A brief Google search reveals that Augustin-Louis Cauchy originally worked as a junior engineer in a managerial position. Upon his acceptance to the Académie des Sciences in March 1816, many of his peers expressed outrage. Despite his early work in "mere" engineering, Cauchy is widely regarded as one of the founding influences in the rigorous study of calculus & accompanying proofs. Notably, his later work included theoretical physics, and Lorentz was also a well-known physicist. Therefore, the title-text may be referring back to 793: Physicists.
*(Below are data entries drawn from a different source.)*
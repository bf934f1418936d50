//! The `ConfigurationProvider`: bootstraps buckets, runs the acceptance
//! engine, and publishes accepted snapshots to subscribers (spec.md §4-5).

use std::collections::HashMap;
use std::future::Future;
use std::pin::Pin;
use std::sync::{Arc, Mutex as StdMutex, RwLock};

use arc_swap::ArcSwap;
use futures::future::{Shared, FutureExt};
use futures::StreamExt;
use tokio::sync::{broadcast, Mutex as AsyncMutex};
use tokio::task::JoinSet;
use tracing::{debug, info, warn};

use crate::environment::Environment;
use crate::error::{ProviderError, Result};
use crate::loader::{Loader, LoaderType};
use crate::model::{BucketConfig, ClusterConfig};
use crate::network::NetworkResolver;
use crate::refresher::{ProposedBucketConfig, Refresher};

type BootstrapFuture = Pin<Box<dyn Future<Output = std::result::Result<(), Arc<ProviderError>>> + Send>>;

/// Builds a `ConfigurationProvider` with its registered loaders and
/// refreshers (spec.md §4: "assembled once at client construction time").
pub struct ConfigurationProviderBuilder {
    environment: Environment,
    loaders: Vec<Arc<dyn Loader>>,
    refreshers: Vec<Arc<dyn Refresher>>,
}

impl ConfigurationProviderBuilder {
    pub fn new(environment: Environment) -> Self {
        Self {
            environment,
            loaders: Vec::new(),
            refreshers: Vec::new(),
        }
    }

    pub fn with_loader(mut self, loader: Arc<dyn Loader>) -> Self {
        self.loaders.push(loader);
        self
    }

    pub fn with_refresher(mut self, refresher: Arc<dyn Refresher>) -> Self {
        self.refreshers.push(refresher);
        self
    }

    /// Assembles the provider and starts one background task per refresher
    /// that feeds its `configs()` stream into the acceptance engine.
    pub fn build(self) -> Arc<ConfigurationProvider> {
        let (publisher, _) = broadcast::channel(64);
        let refreshers: HashMap<LoaderType, Arc<dyn Refresher>> = self
            .refreshers
            .into_iter()
            .map(|r| (r.loader_type(), r))
            .collect();

        let provider = Arc::new(ConfigurationProvider {
            environment: self.environment,
            seeds: RwLock::new(Vec::new()),
            directly_connected: std::sync::atomic::AtomicBool::new(false),
            loaders: self.loaders,
            refreshers: refreshers.clone(),
            current: ArcSwap::from_pointee(ClusterConfig::empty()),
            accept_lock: StdMutex::new(()),
            publisher,
            in_flight: AsyncMutex::new(HashMap::new()),
        });

        for refresher in refreshers.values() {
            ConfigurationProvider::spawn_refresher_pump(provider.clone(), refresher.clone());
        }

        provider
    }
}

/// The authoritative in-process source of bucket/cluster topology for a
/// running client (spec.md §1).
pub struct ConfigurationProvider {
    environment: Environment,
    seeds: RwLock<Vec<String>>,
    /// Whether the current seed set was supplied directly by the caller
    /// (`true`) rather than resolved from a DNS SRV record by a collaborator
    /// upstream of this crate (spec.md §6, `seedHosts`'s `directlyConnected`
    /// flag). `ccp-core` doesn't perform SRV resolution itself (spec.md §1
    /// names "name/address resolution primitives" as an external
    /// collaborator); this flag is carried through so such a collaborator
    /// can tell, after a bootstrap failure, whether falling back to SRV
    /// re-resolution is meaningful.
    directly_connected: std::sync::atomic::AtomicBool,
    loaders: Vec<Arc<dyn Loader>>,
    refreshers: HashMap<LoaderType, Arc<dyn Refresher>>,
    current: ArcSwap<ClusterConfig>,
    /// Serializes the parse-compare-swap critical section; released before
    /// broadcasting so slow subscribers never hold up acceptance (spec.md
    /// §5).
    accept_lock: StdMutex<()>,
    publisher: broadcast::Sender<ClusterConfig>,
    /// In-flight bootstraps, keyed by bucket name, so concurrent
    /// `open_bucket` calls for the same bucket share one pipeline run
    /// (spec.md §9, resolved Open Question).
    in_flight: AsyncMutex<HashMap<String, Shared<BootstrapFuture>>>,
}

impl ConfigurationProvider {
    pub fn builder(environment: Environment) -> ConfigurationProviderBuilder {
        ConfigurationProviderBuilder::new(environment)
    }

    /// Replaces the seed set used for subsequent bootstraps and `Auto`
    /// network resolution. Does not affect buckets already open.
    ///
    /// `directly_connected` records whether `seeds` were supplied literally
    /// by the caller rather than resolved from a DNS SRV record (spec.md
    /// §6); see `directly_connected()`.
    pub fn seed_hosts(&self, seeds: Vec<String>, directly_connected: bool) {
        *self.seeds.write().unwrap() = seeds;
        self.directly_connected
            .store(directly_connected, std::sync::atomic::Ordering::SeqCst);
    }

    /// Whether the current seed set was supplied directly, per the most
    /// recent `seed_hosts` call.
    pub fn directly_connected(&self) -> bool {
        self.directly_connected.load(std::sync::atomic::Ordering::SeqCst)
    }

    fn current_seeds(&self) -> Vec<String> {
        self.seeds.read().unwrap().clone()
    }

    /// The current cluster-wide snapshot.
    pub fn config(&self) -> Arc<ClusterConfig> {
        self.current.load_full()
    }

    /// Subscribes to every accepted snapshot from this point forward. No
    /// replay: a late subscriber must call `config()` first for the current
    /// state (spec.md §5, "no-replay publication stream").
    pub fn configs(&self) -> broadcast::Receiver<ClusterConfig> {
        self.publisher.subscribe()
    }

    /// Bootstraps `bucket` if it isn't already open, racing every registered
    /// loader against every configured seed and keeping the first success
    /// (spec.md §4.2). Concurrent calls for the same bucket name share one
    /// underlying bootstrap.
    pub async fn open_bucket(
        self: &Arc<Self>,
        bucket: &str,
        username: Option<&str>,
        password: &str,
    ) -> Result<Arc<ClusterConfig>> {
        if self.current.load().has_bucket(bucket) {
            return Ok(self.config());
        }

        let seeds = self.current_seeds();
        if seeds.is_empty() {
            return Err(ProviderError::BootstrapFailed);
        }

        let shared = {
            let mut in_flight = self.in_flight.lock().await;
            if let Some(existing) = in_flight.get(bucket) {
                existing.clone()
            } else {
                let provider = self.clone();
                let bucket = bucket.to_string();
                let username = username.map(str::to_string);
                let password = password.to_string();
                let fut: BootstrapFuture = Box::pin(async move {
                    provider
                        .bootstrap(&bucket, seeds, username.as_deref(), &password)
                        .await
                        .map_err(Arc::new)
                });
                let shared = fut.shared();
                in_flight.insert(bucket.clone(), shared.clone());
                shared
            }
        };

        let result = shared.await;
        self.in_flight.lock().await.remove(bucket);
        result.map_err(unwrap_shared_error)?;
        Ok(self.config())
    }

    async fn bootstrap(
        self: &Arc<Self>,
        bucket: &str,
        seeds: Vec<String>,
        username: Option<&str>,
        password: &str,
    ) -> Result<()> {
        // Loader order is strict: a loader is only tried once every seed has
        // been raced against the previous one and lost (spec.md §4.2). Within
        // one loader, every seed races concurrently and a non-responding
        // seed must not hold up a winning one.
        let mut winner: Option<(LoaderType, BucketConfig)> = None;
        'loaders: for loader in &self.loaders {
            let mut tasks = JoinSet::new();
            for seed in &seeds {
                let loader = loader.clone();
                let seed = seed.clone();
                let bucket = bucket.to_string();
                let username = username.map(str::to_string);
                let password = password.to_string();
                tasks.spawn(async move {
                    let config = loader
                        .load_config(&seed, &bucket, username.as_deref(), &password)
                        .await;
                    (seed, config)
                });
            }

            while let Some(joined) = tasks.join_next().await {
                let (seed, outcome) = match joined {
                    Ok(v) => v,
                    Err(_) => continue, // task panicked or was aborted
                };
                match outcome {
                    Ok(config) => {
                        info!(bucket, seed, loader_type = ?loader.loader_type(), "loader produced a config");
                        winner = Some((loader.loader_type(), config));
                        break;
                    }
                    Err(err) => {
                        debug!(bucket, seed, loader_type = ?loader.loader_type(), error = %err, "loader failed");
                    }
                }
            }
            tasks.abort_all();

            if winner.is_some() {
                break 'loaders;
            }
        }

        let (loader_type, config) = winner.ok_or(ProviderError::BootstrapFailed)?;

        let refresher = self
            .refreshers
            .get(&loader_type)
            .ok_or(ProviderError::MissingRefresher(loader_type))?;
        refresher
            .register_bucket(bucket, username, password)
            .await
            .map_err(|e| ProviderError::RefresherRegistrationFailed {
                reason: e.to_string(),
            })?;

        let config = self.apply_network_resolution(config, &seeds);

        if !self.accept(config) {
            return Err(ProviderError::BootstrapFailed);
        }

        Ok(())
    }

    /// Feeds a config observed by a refresher (or any other collaborator)
    /// through the acceptance engine. A malformed payload or a stale/missing
    /// revision is ignored silently, exactly as for any other rejected
    /// proposal. `proposeBucketConfig` is fire-and-forget and never reports
    /// "ignored" as an error (spec.md §4.3, §7).
    pub async fn propose_bucket_config(&self, proposal: ProposedBucketConfig) -> Result<()> {
        let parsed = match crate::parser::ParserFacade::parse(
            &proposal.raw,
            &self.environment,
            &proposal.origin,
        ) {
            Ok(parsed) => parsed,
            Err(err) => {
                debug!(bucket = %proposal.bucket, error = %err, "ignoring unparseable proposed config");
                return Ok(());
            }
        };

        let seeds = self.current_seeds();
        let resolved = self.apply_network_resolution(parsed, &seeds);

        if !self.accept(resolved) {
            debug!(bucket = %proposal.bucket, "ignoring proposed config: missing or non-increasing revision");
        }
        Ok(())
    }

    fn apply_network_resolution(&self, config: BucketConfig, seeds: &[String]) -> BucketConfig {
        let network = NetworkResolver::resolve(&config, &self.environment.network_resolution, seeds);
        config.with_resolved_network(network)
    }

    /// The acceptance engine's critical section: parse is already done by the
    /// caller, this just compares revisions and swaps the snapshot in. Held
    /// only for the compare-and-swap, never across the broadcast send
    /// (spec.md §5).
    fn accept(&self, config: BucketConfig) -> bool {
        let _guard = self.accept_lock.lock().unwrap();

        let current = self.current.load();
        let accepted = match (config.rev(), current.bucket_config(config.name())) {
            (None, _) => false,
            (Some(_), None) => true,
            (Some(new_rev), Some(existing)) => match existing.rev() {
                Some(existing_rev) => new_rev > existing_rev,
                None => true,
            },
        };

        if !accepted {
            return false;
        }

        let next = current.with_bucket(Arc::new(config));
        drop(current);
        self.current.store(Arc::new(next.clone()));
        drop(_guard);

        // Broadcasting can't fail in a way the acceptance engine cares about;
        // `Err` here just means nobody's listening right now.
        let _ = self.publisher.send(next);
        true
    }

    fn spawn_refresher_pump(provider: Arc<ConfigurationProvider>, refresher: Arc<dyn Refresher>) {
        tokio::spawn(async move {
            let mut stream = refresher.configs();
            while let Some(proposal) = stream.next().await {
                if let Err(err) = provider.propose_bucket_config(proposal).await {
                    warn!(error = %err, "rejected proposed bucket config");
                }
            }
        });
    }
}

/// `Shared` requires a `Clone` output, but `ProviderError` isn't `Clone`
/// (it carries `reqwest::Error`/`anyhow::Error`), so the dedup path stores
/// `Arc<ProviderError>` and reconstructs a fresh owned error for each
/// concurrent caller on the way out.
fn unwrap_shared_error(err: Arc<ProviderError>) -> ProviderError {
    match &*err {
        ProviderError::BootstrapFailed => ProviderError::BootstrapFailed,
        ProviderError::MissingRefresher(loader_type) => ProviderError::MissingRefresher(*loader_type),
        ProviderError::RefresherRegistrationFailed { reason } => {
            ProviderError::RefresherRegistrationFailed { reason: reason.clone() }
        }
        ProviderError::InvalidConfig { reason } => ProviderError::InvalidConfig { reason: reason.clone() },
        other => ProviderError::Other(anyhow::anyhow!(other.to_string())),
    }
}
Alternately, the title-text could be implying that the person who applied the Cauchy-Lorentz curve-fitting method may not be well qualified to the task assigned.

Transcript

Curve-Fitting Methods
and the messages they send
[In a single frame twelve scatter plots with unlabeled x- and y-axes are shown. Each plot consists of the same data-set of approximately thirty points located all over the plot but slightly more distributed around the diagonal. Every plot shows in red a different fitting method which is labeled on top in gray.]
[The first plot shows a line starting at the left bottom above the x-axis rising towards the points to the right.]
Linear
"Hey, I did a regression."
[The second plot shows a curve falling slightly down and then rising up to the right.]
Quadratic
"I wanted a curved line, so I made one with math."
[At the third plot the curve starts near the left bottom and increases more and more less to the right.]
Logarithmic
"Look, it's tapering off!"
[The fourth plot shows a curve starting near the left bottom and increases more and more steeper towards the right.]
Exponential
"Look, it's growing uncontrollably!"
[The fifth plot uses a fitting to match many points. It starts at the left bottom, increases, then decreases, then rapidly increasing again, and finally reaching a plateau.]
LOESS
"I'm sophisticated, not like those bumbling polynomial people."
[The sixth plot simply shows a line above but parallel to the x-axis.]
Linear, no slope
"I'm making a scatter plot but I don't want to."
[At plot #7 starts at a plateau above the x-axis, then increases, and finally reaches a higher plateau.]
Logistic
"I need to connect these two lines, but my first idea didn't have enough Math."
[Plot #8 shows two red lines embedding most points and the area between is painted as a red shadow.]
Confidence interval
"Listen, science is hard. But I'm a serious person doing my best."
[Plot #9 shows two not connected lines, one at the lower left half, and one higher at the right. Both have smaller curved lines in light red above and below.]
Piecewise
"I have a theory, and this is the only data I could find."
[The plot at the left bottom shows a line connecting all points from left to right, resulting in a curve going many times up and down.]
Connecting lines
"I clicked 'Smooth Lines' in Excel."
[The next to last plot shows a echelon form, connecting a few real and some imaginary points.]
Ad-Hoc filter
"I had an idea for how to clean up the data. What do you think?"
[The last plot shows a wave with increasing peak values. Finally the plot of the wave is continued beyond the x- and y-axis borders.]
House of Cards
"As you can see, this model smoothly fits the- wait no no don't extend it AAAAAA!!"

Trivia

  • This is the comic 2048, or 211. In addition to being the name of a popular app referenced in 1344: Digits, this is an extremely round number in binary (100,000,000,0002). 1000: 1000 Comics pointed out that comic 1024 would be a round number, but there were not any comics noting 2048.
  • This comic is similar to 977: Map Projections which also uses a scientific method not commonly thought about by the general public to determine specific characteristics of one's personality and approach to science.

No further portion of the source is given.